A cotação do cacau disparou nos últimos dois anos, saindo da casa dos 2 mil dólares a tonelada para atingir picos superiores a 12 mil dólares em 2024 — uma alta mais volátil que a do bitcoin. Essa escalada histórica tem reflexos em toda a cadeia produtiva do chocolate: do produtor rural às gôndolas do supermercado. E para o consumidor final, o impacto é inevitável.
“É um momento histórico no mercado do cacau e, consequentemente, do chocolate. A principal causa é a escassez da oferta na região que responde por mais de 70% da produção mundial — o oeste africano, especialmente Gana e Costa do Marfim”, afirma Matheus Pedrosa, CEO da Fralía Cacau Brasil e presidente do Conselho de Tecnologia e Inovação da FIEMG. “São lavouras antigas, afetadas por doenças e mudanças climáticas severas. O problema era previsível, mas ignorado por muito tempo. Agora, a realidade chegou até nós.”
Margens espremidas, fórmulas ajustadas – A disparada dos preços impõe um dilema às empresas: repassar totalmente o aumento ao consumidor e arriscar a queda nas vendas, ou segurar preços e comprometer as margens.
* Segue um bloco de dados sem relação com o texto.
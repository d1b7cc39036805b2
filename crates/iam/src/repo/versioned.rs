use std::marker::PhantomData;

use ironvault_memdb::{ArchiveMark, PRIMARY_INDEX, Reader, WriteTxn};
use snafu::ensure;
use tracing::debug;

use crate::{
    error::{AlreadyExistsSnafu, BadVersionSnafu, NotFoundSnafu, Result},
    model::Versioned,
};

/// CRUD over one root-owned table with optimistic concurrency.
///
/// Every successful write assigns a fresh `resource_version`. Deletion is an
/// archive: rows stay in the table with a mark and can be restored.
pub struct VersionedRepo<T>(PhantomData<T>);

fn new_version() -> String {
    uuid::Uuid::new_v4().to_string()
}

impl<T: Versioned> VersionedRepo<T> {
    /// Row by UUID, live or archived.
    ///
    /// # Errors
    ///
    /// Returns [`IamError::NotFound`](crate::IamError::NotFound) for unknown UUIDs.
    pub fn get<R: Reader>(reader: &R, uuid: &str) -> Result<T> {
        reader
            .first_as::<T>(PRIMARY_INDEX, &[uuid])?
            .ok_or_else(|| NotFoundSnafu { object_type: T::TABLE, id: uuid }.build())
    }

    /// Inserts a new row.
    ///
    /// # Errors
    ///
    /// Returns [`IamError::AlreadyExists`](crate::IamError::AlreadyExists) if
    /// the UUID is taken, or the store error for foreign-key and uniqueness
    /// violations.
    pub fn create(txn: &mut WriteTxn<'_>, mut object: T) -> Result<T> {
        ensure!(
            txn.first(T::TABLE, PRIMARY_INDEX, &[object.uuid()])?.is_none(),
            AlreadyExistsSnafu { object_type: T::TABLE, id: object.uuid() }
        );
        object.set_resource_version(new_version());
        txn.insert(object.clone())?;
        debug!(table = T::TABLE, uuid = object.uuid(), "created");
        Ok(object)
    }

    /// Replaces a live row whose stored version equals the presented one.
    ///
    /// # Errors
    ///
    /// Returns [`IamError::NotFound`](crate::IamError::NotFound),
    /// [`IamError::BadVersion`](crate::IamError::BadVersion) for a stale
    /// version, or the store's `IsArchived` error for archived rows.
    pub fn update(txn: &mut WriteTxn<'_>, mut object: T) -> Result<T> {
        let stored = Self::get(&*txn, object.uuid())?;
        if !stored.mark().is_live() {
            return Err(ironvault_memdb::Error::IsArchived {
                table: T::TABLE.to_string(),
                id: object.uuid().to_string(),
            }
            .into());
        }
        ensure!(
            stored.resource_version() == object.resource_version(),
            BadVersionSnafu {
                object_type: T::TABLE,
                id: object.uuid(),
                expected: stored.resource_version(),
                presented: object.resource_version(),
            }
        );
        object.set_resource_version(new_version());
        txn.insert(object.clone())?;
        Ok(object)
    }

    /// Archives a live row and its cascaded children with one fresh mark.
    /// List-valued links from other rows to this one are dropped first.
    ///
    /// # Errors
    ///
    /// Returns the store's `IsArchived` error for archived rows and
    /// `NotEmptyRelation` while a checking relation has live rows.
    pub fn cascade_delete(txn: &mut WriteTxn<'_>, uuid: &str) -> Result<ArchiveMark> {
        let mark = ArchiveMark::new();
        Self::cascade_delete_with(txn, uuid, mark)?;
        Ok(mark)
    }

    /// [`cascade_delete`](Self::cascade_delete) with a caller-chosen mark.
    ///
    /// # Errors
    ///
    /// See [`cascade_delete`](Self::cascade_delete).
    pub fn cascade_delete_with(txn: &mut WriteTxn<'_>, uuid: &str, mark: ArchiveMark) -> Result<()> {
        let stored = Self::get(&*txn, uuid)?;
        txn.clean_children_slice_indexes(&stored)?;
        txn.cascade_archive(&stored, mark)?;
        debug!(table = T::TABLE, uuid, "archived");
        Ok(())
    }

    /// Restores an archived row and every child archived with the same mark.
    ///
    /// # Errors
    ///
    /// Returns the store's `IsNotArchived` error for live rows.
    pub fn cascade_restore(txn: &mut WriteTxn<'_>, uuid: &str) -> Result<T> {
        let stored = Self::get(&*txn, uuid)?;
        txn.cascade_restore(&stored)?;
        Self::get(&*txn, uuid)
    }

    /// Every row, archived ones only when `show_archived` is set.
    ///
    /// # Errors
    ///
    /// Returns an error if the table is not declared.
    pub fn list<R: Reader>(reader: &R, show_archived: bool) -> Result<Vec<T>> {
        Ok(reader.list_as::<T>()?.into_iter().filter(|row| show_archived || row.mark().is_live()).collect())
    }
}

#[cfg(test)]
#[allow(clippy::unwrap_used, clippy::expect_used, clippy::disallowed_methods)]
mod tests {
    use ironvault_types::{ErrorCode, HasErrorCode};

    use super::*;
    use crate::{
        model::{Group, Multipass, Tenant, User},
        store::IamStore,
    };

    const T1: &str = "00000000-0000-4000-a000-000000000001";
    const U1: &str = "00000000-0000-4000-a000-0000000000a1";
    const G1: &str = "00000000-0000-4000-a000-0000000000b1";
    const M1: &str = "00000000-0000-4000-a000-0000000000c1";

    fn tenant() -> Tenant {
        Tenant { uuid: T1.to_string(), identifier: "t".to_string(), resource_version: String::new(), archive_mark: ArchiveMark::LIVE }
    }

    fn user() -> User {
        User {
            uuid: U1.to_string(),
            tenant_uuid: T1.to_string(),
            identifier: "alice".to_string(),
            full_identifier: "alice@t".to_string(),
            email: "alice@example.com".to_string(),
            resource_version: String::new(),
            archive_mark: ArchiveMark::LIVE,
        }
    }

    fn seeded() -> IamStore {
        let store = IamStore::open().expect("store");
        let mut txn = store.write().expect("txn");
        VersionedRepo::<Tenant>::create(&mut txn, tenant()).expect("tenant");
        VersionedRepo::<User>::create(&mut txn, user()).expect("user");
        store.commit(txn).expect("commit");
        store
    }

    #[test]
    fn test_create_assigns_version_and_rejects_duplicates() {
        let store = seeded();
        let stored = VersionedRepo::<User>::get(&store.read(), U1).expect("user");
        assert!(!stored.resource_version.is_empty());

        let mut txn = store.write().expect("txn");
        let err = VersionedRepo::<User>::create(&mut txn, user()).expect_err("duplicate");
        assert_eq!(err.code(), ErrorCode::ObjectAlreadyExists);
    }

    #[test]
    fn test_update_with_stale_version_is_bad_version() {
        let store = seeded();
        let current = VersionedRepo::<User>::get(&store.read(), U1).expect("user");

        let mut txn = store.write().expect("txn");
        let mut stale = current.clone();
        stale.resource_version = "stale".to_string();
        let err = VersionedRepo::<User>::update(&mut txn, stale).expect_err("stale");
        assert_eq!(err.code(), ErrorCode::ObjectBadVersion);

        let mut fresh = current.clone();
        fresh.email = "alice@corp.example".to_string();
        let updated = VersionedRepo::<User>::update(&mut txn, fresh).expect("current version");
        assert_ne!(updated.resource_version, current.resource_version);
        store.commit(txn).expect("commit");
        assert_eq!(VersionedRepo::<User>::get(&store.read(), U1).expect("user").email, "alice@corp.example");
    }

    #[test]
    fn test_cascade_delete_and_restore_tenant() {
        let store = seeded();
        let mut txn = store.write().expect("txn");
        VersionedRepo::<Multipass>::create(
            &mut txn,
            Multipass {
                uuid: M1.to_string(),
                tenant_uuid: T1.to_string(),
                owner_uuid: U1.to_string(),
                description: String::new(),
                resource_version: String::new(),
                archive_mark: ArchiveMark::LIVE,
            },
        )
        .expect("multipass");
        let mark = VersionedRepo::<Tenant>::cascade_delete(&mut txn, T1).expect("archive");
        assert_eq!(VersionedRepo::<User>::get(&txn, U1).expect("user").archive_mark, mark);
        assert_eq!(VersionedRepo::<Multipass>::get(&txn, M1).expect("mp").archive_mark, mark);
        assert!(VersionedRepo::<User>::list(&txn, false).expect("list").is_empty());

        let err = VersionedRepo::<Tenant>::cascade_delete(&mut txn, T1).expect_err("twice");
        assert_eq!(err.code(), ErrorCode::ObjectIsArchived);

        VersionedRepo::<Tenant>::cascade_restore(&mut txn, T1).expect("restore");
        assert!(VersionedRepo::<User>::get(&txn, U1).expect("user").archive_mark.is_live());
        assert!(VersionedRepo::<Multipass>::get(&txn, M1).expect("mp").archive_mark.is_live());

        let err = VersionedRepo::<Tenant>::cascade_restore(&mut txn, T1).expect_err("live");
        assert_eq!(err.code(), ErrorCode::ObjectIsNotArchived);
    }

    #[test]
    fn test_user_delete_leaves_groups_and_drops_membership() {
        let store = seeded();
        let mut txn = store.write().expect("txn");
        VersionedRepo::<Group>::create(
            &mut txn,
            Group {
                uuid: G1.to_string(),
                tenant_uuid: T1.to_string(),
                identifier: "admins".to_string(),
                users: vec![U1.to_string()],
                service_accounts: Vec::new(),
                resource_version: String::new(),
                archive_mark: ArchiveMark::LIVE,
            },
        )
        .expect("group");

        VersionedRepo::<User>::cascade_delete(&mut txn, U1).expect("archive user");
        let group = VersionedRepo::<Group>::get(&txn, G1).expect("group");
        assert!(group.archive_mark.is_live());
        assert!(group.users.is_empty());
    }

    #[test]
    fn test_update_archived_row_is_rejected() {
        let store = seeded();
        let mut txn = store.write().expect("txn");
        VersionedRepo::<User>::cascade_delete(&mut txn, U1).expect("archive");
        let archived = VersionedRepo::<User>::get(&txn, U1).expect("user");
        let err = VersionedRepo::<User>::update(&mut txn, archived).expect_err("archived");
        assert_eq!(err.code(), ErrorCode::ObjectIsArchived);
    }
}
Aline Palmiro, sócia fundadora da Java Chocolates, descreve o impacto: “A alta do cacau encarece a produção, mas a elasticidade de preço não nos permite repassar integralmente esse aumento ao consumidor. Enxugamos margens, ajustamos o portfólio e criamos alternativas, como chocolates com menor teor de cacau e embalagens menores para a Páscoa. É um desafio que exige austeridade e criatividade.”
Na prática, isso se traduz em menos variedade, chocolates mais recheados e menor gramatura — tudo para manter a experiência sem estourar o bolso. Ainda assim, os desafios são muitos. “Perdemos produtores de cacau fino que preferiram vender como commodity. É mais fácil e, neste cenário, mais vantajoso. E quando o elo mais frágil da cadeia — o produtor — quebra, todo o setor sofre junto”, afirma Palmiro.
Efeitos na indústria de sorvetes – O setor de sorvetes também sente o impacto. O cacau é amplamente usado em coberturas, bases e recheios. Wander de Carvalho, presidente do SindSorvete-MG, explica que a pressão é generalizada: “Algumas indústrias seguraram os preços por um tempo, mas chegou a hora do reajuste. As empresas estão trocando o chocolate por blends mais baratos, tentando evitar o repasse total ao consumidor. Mas sabemos que mais aumentos devem vir na próxima temporada.”
Plínio D’Angelles Frabetti, da fornecedora Food Base, reforça: “O impacto está represado, mas inevitável. A qualidade de alguns produtos já começa a cair por conta das substituições. A tendência é de reajustes entre 30% e 50%, principalmente no segundo trimestre de 2025.”
André Ribeiro, da Ice Bom, já prepara mudanças em formulações e insumos, enquanto Francisco Melo, da Yze Ice, afirma que o repasse é certo, mas ainda depende do fim dos estoques antigos.
Nova realidade e reconfiguração do setor – A cotação do cacau deve continuar alta por pelo menos três ou quatro anos, até que novos plantios consigam reequilibrar a oferta global. É uma nova realidade que obriga toda a cadeia a se adaptar. “Estamos vivendo uma reconfiguração da cadeia global do cacau. A crise expõe vulnerabilidades, mas também abre espaço para o crescimento de novos mercados, como o Brasil”, afirma Pedrosa. A Fralía, por exemplo, vai inaugurar em 2025 uma nova fábrica em São Gonçalo do Rio Abaixo, com capacidade três vezes maior que a atual.
Na Java Chocolates, a aposta é na transparência e no vínculo com o consumidor. “Desde o início da crise mantemos um post atualizado no nosso blog explicando a situação. Acreditamos que o valor do chocolate vai além do cacau. Ele está na experiência, no prazer e na conexão que proporciona”, diz Palmiro.
Apesar da crise, o otimismo persiste. “O setor já enfrentou outras tempestades e se reinventou. Vamos passar por essa também — com criatividade, parceria e coragem para continuar criando”, conclui a gestora da Java Chocolates.